By Dennis Foster - April 5, 2017
Lake Oahe has a well-deserved reputation as a walleye factory. And rightly so. No matter what Mother Nature throws at it or how questionable the management decisions the Corp of Engineers makes; this expansive Prairie reservoir just keeps churning out plenty of toothy, glassy eyed and oh so tasty walleyes. And lots more too.

The potential for trophy sized pike, those reaching and even far exceeding 20 pounds is as good as anywhere on the continent. Folks are just starting to discover just how abundant the crappies are. Big fish too with 13, 14 and even 15 inchers, becoming commonplace. The smallmouth fishing remains all but untouched with extremely good numbers and quite respectable size. Toss in cooperative silver bass and all the channel cats one could ever hope to catch and you have a pretty wide selection to choose from. Odds are high you will catch some specimens of each on most every outing.
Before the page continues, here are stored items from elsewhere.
use actix_web::{HttpResponse, web};
use serde::Serialize;
use utoipa::ToSchema;

use crate::auth::session::Session;
use crate::backend::Backend;
use crate::error::AppError;
use crate::model::organization::Organization;
use crate::model::project::{Project, ProjectStatus};

#[derive(Serialize, ToSchema)]
#[serde(rename_all = "camelCase")]
pub struct DashboardCounts {
    pub projects: usize,
    pub projects_in_progress: usize,
    pub workers: usize,
    pub active_workers: usize,
}

#[derive(Serialize, ToSchema)]
#[serde(rename_all = "camelCase")]
pub struct Dashboard {
    pub organization: Organization,
    pub projects: Vec<Project>,
    pub counts: DashboardCounts,
}

#[utoipa::path(
    get,
    path = "/api/organization",
    responses(
        (status = 200, description = "Selected organization", body = Organization),
        (status = 400, description = "No organization selected"),
        (status = 404, description = "Organization not found")
    ),
    security(("bearer_auth" = [])),
    tag = "Organization"
)]
pub async fn get_organization(
    session: Session,
    backend: web::Data<dyn Backend>,
) -> Result<HttpResponse, AppError> {
    let org_id = session.require_org()?;
    let org = backend.organization(&session, org_id).await?;
    Ok(HttpResponse::Ok().json(org))
}

/// Organization overview: detail, projects and headcount in one call
#[utoipa::path(
    get,
    path = "/api/dashboard",
    responses(
        (status = 200, description = "Dashboard", body = Dashboard),
        (status = 400, description = "No organization selected")
    ),
    security(("bearer_auth" = [])),
    tag = "Organization"
)]
pub async fn dashboard(
    session: Session,
    backend: web::Data<dyn Backend>,
) -> Result<HttpResponse, AppError> {
    let org_id = session.require_org()?;

    let (organization, projects, workers) = futures::try_join!(
        backend.organization(&session, org_id),
        backend.list_projects(&session, org_id, None),
        backend.list_workers(&session, org_id),
    )?;

    let counts = DashboardCounts {
        projects: projects.len(),
        projects_in_progress: projects
            .iter()
            .filter(|p| p.status == ProjectStatus::InProgress)
            .count(),
        workers: workers.len(),
        active_workers: workers.iter().filter(|w| w.is_active).count(),
    };

    Ok(HttpResponse::Ok().json(Dashboard {
        organization,
        projects,
        counts,
    }))
}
Balance is an ongoing struggle, but one the Reservoir always seems to sort out for itself. By this, I am largely referring to the importance of ample forage. There are natural ebbs and flows in baitfish populations and with these so goes the fortunes of the gamefish that rely on them. Along with factors beyond Man's control, such as weather; all of the fish are affected by Man's actions in the form of water management. A prime example of this would be the ill-fated planning on the part of the Corps of Engineers in 2011. In a nutshell, they grossly underestimated the amount of water flowing into the system. They had to open the floodgates on Oahe (the very first time the emergency spillway had ever been used) and along with the torrent of water, went a good portion of our smelt and untold numbers of game fish.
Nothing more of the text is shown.